use std::cell::RefCell;
use std::io::Read;
use std::rc::Rc;

use crate::hessian::bytes::Cursor;
use crate::hessian::value::{Call, Fault, ListValue, MapValue, Message, ObjectValue, Remote, Reply, ReplyBody, Value};
use crate::hessian::{HessianError, Result};

/// Parse a single call or reply envelope from a byte slice.
///
/// The reference table and partially-built envelope live only for the
/// duration of this invocation. Bytes after the envelope terminator are
/// ignored.
pub fn parse(bytes: &[u8]) -> Result<Message> {
	Parser::new(bytes).run()
}

/// Read a byte source to its end, then parse one envelope from it.
pub fn parse_stream(reader: &mut impl Read) -> Result<Message> {
	let mut bytes = Vec::new();
	reader.read_to_end(&mut bytes)?;
	parse(&bytes)
}

/// Single-pass forward-only envelope reader.
struct Parser<'a> {
	cursor: Cursor<'a>,
	/// Composite values in decode order, registered before their contents
	/// are filled so self-referential structures resolve.
	refs: Vec<Value>,
}

/// Envelope under construction.
enum Envelope {
	Call {
		method: Option<String>,
		headers: Vec<(String, Value)>,
		args: Vec<Value>,
	},
	Reply {
		headers: Vec<(String, Value)>,
		body: Option<ReplyBody>,
	},
}

/// A decoded `M` value before conversion to `Value`.
enum MapLike {
	Untyped(Rc<RefCell<MapValue>>),
	Typed(Rc<RefCell<ObjectValue>>),
}

impl<'a> Parser<'a> {
	fn new(bytes: &'a [u8]) -> Self {
		Self {
			cursor: Cursor::new(bytes),
			refs: Vec::new(),
		}
	}

	fn run(mut self) -> Result<Message> {
		let first = self.cursor.read_u8()?;
		let mut envelope = match first {
			b'c' => {
				self.read_version()?;
				Envelope::Call {
					method: None,
					headers: Vec::new(),
					args: Vec::new(),
				}
			}
			b'r' => {
				self.read_version()?;
				Envelope::Reply {
					headers: Vec::new(),
					body: None,
				}
			}
			marker => return Err(HessianError::MissingEnvelope { marker }),
		};

		loop {
			let marker = self.cursor.read_u8()?;
			match marker {
				b'c' | b'r' => return Err(HessianError::DuplicateEnvelopeHeader { marker }),
				b'z' => break,
				b'H' => {
					let key = self.read_any_value()?;
					let Value::String(key) = key else {
						return Err(HessianError::InvalidHeaderKey { got: key.kind_name() });
					};
					let value = self.read_any_value()?;
					match &mut envelope {
						Envelope::Call { headers, .. } | Envelope::Reply { headers, .. } => headers.push((key, value)),
					}
				}
				b'm' => match &mut envelope {
					Envelope::Call { method, .. } => {
						if method.is_some() {
							return Err(HessianError::DuplicateField { field: "method name" });
						}
						*method = Some(self.read_name()?);
					}
					Envelope::Reply { .. } => return Err(HessianError::IllegalContext { marker }),
				},
				b'f' => match &mut envelope {
					Envelope::Reply { body, .. } => {
						if body.is_some() {
							return Err(HessianError::DuplicateField { field: "reply value" });
						}
						*body = Some(ReplyBody::Fault(self.read_fault()?));
					}
					Envelope::Call { .. } => return Err(HessianError::IllegalContext { marker }),
				},
				marker => {
					let value = self.read_value(marker)?;
					match &mut envelope {
						Envelope::Call { args, .. } => args.push(value),
						Envelope::Reply { body, .. } => {
							if body.is_some() {
								return Err(HessianError::DuplicateField { field: "reply value" });
							}
							*body = Some(ReplyBody::Value(value));
						}
					}
				}
			}
		}

		Ok(match envelope {
			Envelope::Call { method, headers, args } => Message::Call(Call {
				method: method.unwrap_or_default(),
				headers,
				args,
				overload: false,
			}),
			Envelope::Reply { headers, body } => Message::Reply(Reply {
				headers,
				body: body.unwrap_or(ReplyBody::Value(Value::Null)),
			}),
		})
	}

	fn read_version(&mut self) -> Result<()> {
		let raw = self.cursor.read_exact(2)?;
		if raw != [1, 0] {
			return Err(HessianError::UnrecognizedVersion {
				major: raw[0],
				minor: raw[1],
			});
		}
		Ok(())
	}

	/// Read a marker byte, then the value it introduces.
	fn read_any_value(&mut self) -> Result<Value> {
		let marker = self.cursor.read_u8()?;
		self.read_value(marker)
	}

	/// Generic value reader, dispatching on an already-consumed marker.
	fn read_value(&mut self, marker: u8) -> Result<Value> {
		match marker {
			b'N' => Ok(Value::Null),
			b'T' => Ok(Value::Bool(true)),
			b'F' => Ok(Value::Bool(false)),
			b'I' => Ok(Value::Int(self.cursor.read_i32()?)),
			b'L' => Ok(Value::Long(self.cursor.read_i64()?)),
			b'D' => Ok(Value::Double(self.cursor.read_f64()?)),
			b'd' => Ok(Value::Date(self.cursor.read_i64()?)),
			b'S' | b'X' => Ok(Value::String(self.read_string_fragment()?)),
			b's' | b'x' => Ok(Value::String(self.read_chunked_text(marker)?)),
			b'B' => Ok(Value::Binary(self.read_binary_fragment()?)),
			b'b' => Ok(Value::Binary(self.read_chunked_binary()?)),
			b'V' => self.read_list(),
			b'M' => Ok(match self.read_map()? {
				MapLike::Untyped(map) => Value::Map(map),
				MapLike::Typed(object) => Value::Object(object),
			}),
			b'r' => self.read_remote(),
			b'R' => self.read_back_reference(),
			marker => Err(HessianError::UnknownMarker {
				marker,
				at: self.cursor.pos().saturating_sub(1),
			}),
		}
	}

	/// Read a u16-length-prefixed UTF-8 name (method names, type names).
	fn read_name(&mut self) -> Result<String> {
		let len = usize::from(self.cursor.read_u16()?);
		let raw = self.cursor.read_exact(len)?;
		let name = std::str::from_utf8(raw).map_err(|_| HessianError::InvalidUtf8 { at: self.cursor.pos() })?;
		Ok(name.to_owned())
	}

	/// Read one string fragment: a 2-byte codepoint count followed by that
	/// many UTF-8 encoded codepoints. Byte length is derived from each
	/// codepoint's leading byte, never from the count field.
	fn read_string_fragment(&mut self) -> Result<String> {
		let count = usize::from(self.cursor.read_u16()?);
		let mut bytes = Vec::with_capacity(count);

		for _ in 0..count {
			let at = self.cursor.pos();
			let lead = self.cursor.read_u8()?;
			let extra = match lead {
				0x00..=0x7F => 0,
				0xC2..=0xDF => 1,
				0xE0..=0xEF => 2,
				0xF0..=0xF4 => 3,
				byte => return Err(HessianError::InvalidUtf8Lead { byte, at }),
			};
			bytes.push(lead);
			bytes.extend_from_slice(self.cursor.read_exact(extra)?);
		}

		String::from_utf8(bytes).map_err(|_| HessianError::InvalidUtf8 { at: self.cursor.pos() })
	}

	/// Read a chunked string starting from a non-final marker (`s` or `x`).
	/// Further non-final chunks of the same case may follow; the sequence
	/// must close with the matching final marker (`S` or `X`).
	fn read_chunked_text(&mut self, marker: u8) -> Result<String> {
		let terminal = marker.to_ascii_uppercase();
		let mut text = self.read_string_fragment()?;

		loop {
			let next = self.cursor.read_u8()?;
			let done = next == terminal;
			if !done && next != marker {
				return Err(HessianError::MismatchedChunkTerminator {
					expected: terminal,
					got: next,
				});
			}

			text.push_str(&self.read_string_fragment()?);
			if done {
				return Ok(text);
			}
		}
	}

	/// Read one binary fragment: a 2-byte byte count plus that many bytes.
	fn read_binary_fragment(&mut self) -> Result<Vec<u8>> {
		let len = usize::from(self.cursor.read_u16()?);
		Ok(self.cursor.read_exact(len)?.to_vec())
	}

	/// Read a chunked binary starting from a non-final `b` marker.
	fn read_chunked_binary(&mut self) -> Result<Vec<u8>> {
		let mut bytes = self.read_binary_fragment()?;

		loop {
			let next = self.cursor.read_u8()?;
			let done = next == b'B';
			if !done && next != b'b' {
				return Err(HessianError::MismatchedChunkTerminator {
					expected: b'B',
					got: next,
				});
			}

			bytes.extend_from_slice(&self.read_binary_fragment()?);
			if done {
				return Ok(bytes);
			}
		}
	}

	fn read_list(&mut self) -> Result<Value> {
		let mut marker = self.cursor.read_u8()?;
		if marker == b't' {
			// List type name; read and discarded.
			let _ = self.read_name()?;
			marker = self.cursor.read_u8()?;
		}

		let mut fixed = false;
		if marker == b'l' {
			// The declared count is advisory; elements run to the
			// terminator. A non-negative declaration marks a fixed list.
			fixed = self.cursor.read_i32()? >= 0;
			marker = self.cursor.read_u8()?;
		}

		let handle = Rc::new(RefCell::new(ListValue {
			fixed,
			elements: Vec::new(),
		}));
		self.refs.push(Value::List(Rc::clone(&handle)));

		while marker != b'z' {
			let element = self.read_value(marker)?;
			handle.borrow_mut().elements.push(element);
			marker = self.cursor.read_u8()?;
		}

		Ok(Value::List(handle))
	}

	fn read_map(&mut self) -> Result<MapLike> {
		let mut marker = self.cursor.read_u8()?;
		let mut type_name = None;
		if marker == b't' {
			let name = self.read_name()?;
			if !name.is_empty() {
				type_name = Some(name);
			}
			marker = self.cursor.read_u8()?;
		}

		match type_name {
			Some(type_name) => {
				let handle = Rc::new(RefCell::new(ObjectValue {
					type_name,
					fields: Vec::new(),
				}));
				self.refs.push(Value::Object(Rc::clone(&handle)));

				while marker != b'z' {
					let key = self.read_value(marker)?;
					let name = stringify_field_key(&key)?;
					let value = self.read_any_value()?;
					handle.borrow_mut().fields.push((name, value));
					marker = self.cursor.read_u8()?;
				}

				Ok(MapLike::Typed(handle))
			}
			None => {
				let handle = Rc::new(RefCell::new(MapValue { entries: Vec::new() }));
				self.refs.push(Value::Map(Rc::clone(&handle)));

				while marker != b'z' {
					let key = self.read_value(marker)?;
					let value = self.read_any_value()?;
					handle.borrow_mut().entries.push((key, value));
					marker = self.cursor.read_u8()?;
				}

				Ok(MapLike::Untyped(handle))
			}
		}
	}

	fn read_remote(&mut self) -> Result<Value> {
		let mut marker = self.cursor.read_u8()?;
		let mut type_name = None;
		if marker == b't' {
			let name = self.read_name()?;
			if !name.is_empty() {
				type_name = Some(name);
			}
			marker = self.cursor.read_u8()?;
		}

		let url = match marker {
			b'S' => self.read_string_fragment()?,
			b's' => self.read_chunked_text(b's')?,
			marker => return Err(HessianError::RemoteUrlExpected { marker }),
		};

		Ok(Value::Remote(Remote { type_name, url }))
	}

	fn read_back_reference(&mut self) -> Result<Value> {
		let index = self.cursor.read_u32()?;
		self.refs
			.get(index as usize)
			.cloned()
			.ok_or(HessianError::BackReferenceOutOfRange {
				index,
				len: self.refs.len(),
			})
	}

	/// Read a fault body: map key/value pairs (no leading `M` marker) with
	/// required `code` and `message` fields and optional `detail`.
	fn read_fault(&mut self) -> Result<Fault> {
		let pairs: Vec<(Value, Value)> = match self.read_map()? {
			MapLike::Untyped(map) => map.borrow().entries.clone(),
			MapLike::Typed(object) => object
				.borrow()
				.fields
				.iter()
				.map(|(name, value)| (Value::String(name.clone()), value.clone()))
				.collect(),
		};

		let mut code = None;
		let mut message = None;
		let mut detail = None;
		for (key, value) in pairs {
			let Value::String(key) = key else { continue };
			match (key.as_str(), value) {
				("code", Value::String(text)) => code = Some(text),
				("message", Value::String(text)) => message = Some(text),
				("detail", value) => detail = Some(value),
				_ => {}
			}
		}

		Ok(Fault {
			code: code.ok_or(HessianError::FaultMissingField { field: "code" })?,
			message: message.ok_or(HessianError::FaultMissingField { field: "message" })?,
			detail,
		})
	}
}

/// Coerce a typed-map field key to a field name. String keys pass through;
/// scalar keys render to their text form; composite keys are rejected.
fn stringify_field_key(key: &Value) -> Result<String> {
	match key {
		Value::String(text) => Ok(text.clone()),
		Value::Null => Ok("null".to_owned()),
		Value::Bool(flag) => Ok(flag.to_string()),
		Value::Int(v) => Ok(v.to_string()),
		Value::Long(v) => Ok(v.to_string()),
		Value::Double(v) => Ok(v.to_string()),
		Value::Date(millis) => Ok(millis.to_string()),
		other => Err(HessianError::InvalidObjectFieldKey { got: other.kind_name() }),
	}
}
··········
_What you are asked to do:_ Would you filter the records and copy out each line containing "ObjectValue"?

_The answer:_
use crate::hessian::value::{Call, Fault, ListValue, MapValue, Message, ObjectValue, Remote, Reply, ReplyBody, Value};
	Typed(Rc<RefCell<ObjectValue>>),
				let handle = Rc::new(RefCell::new(ObjectValue {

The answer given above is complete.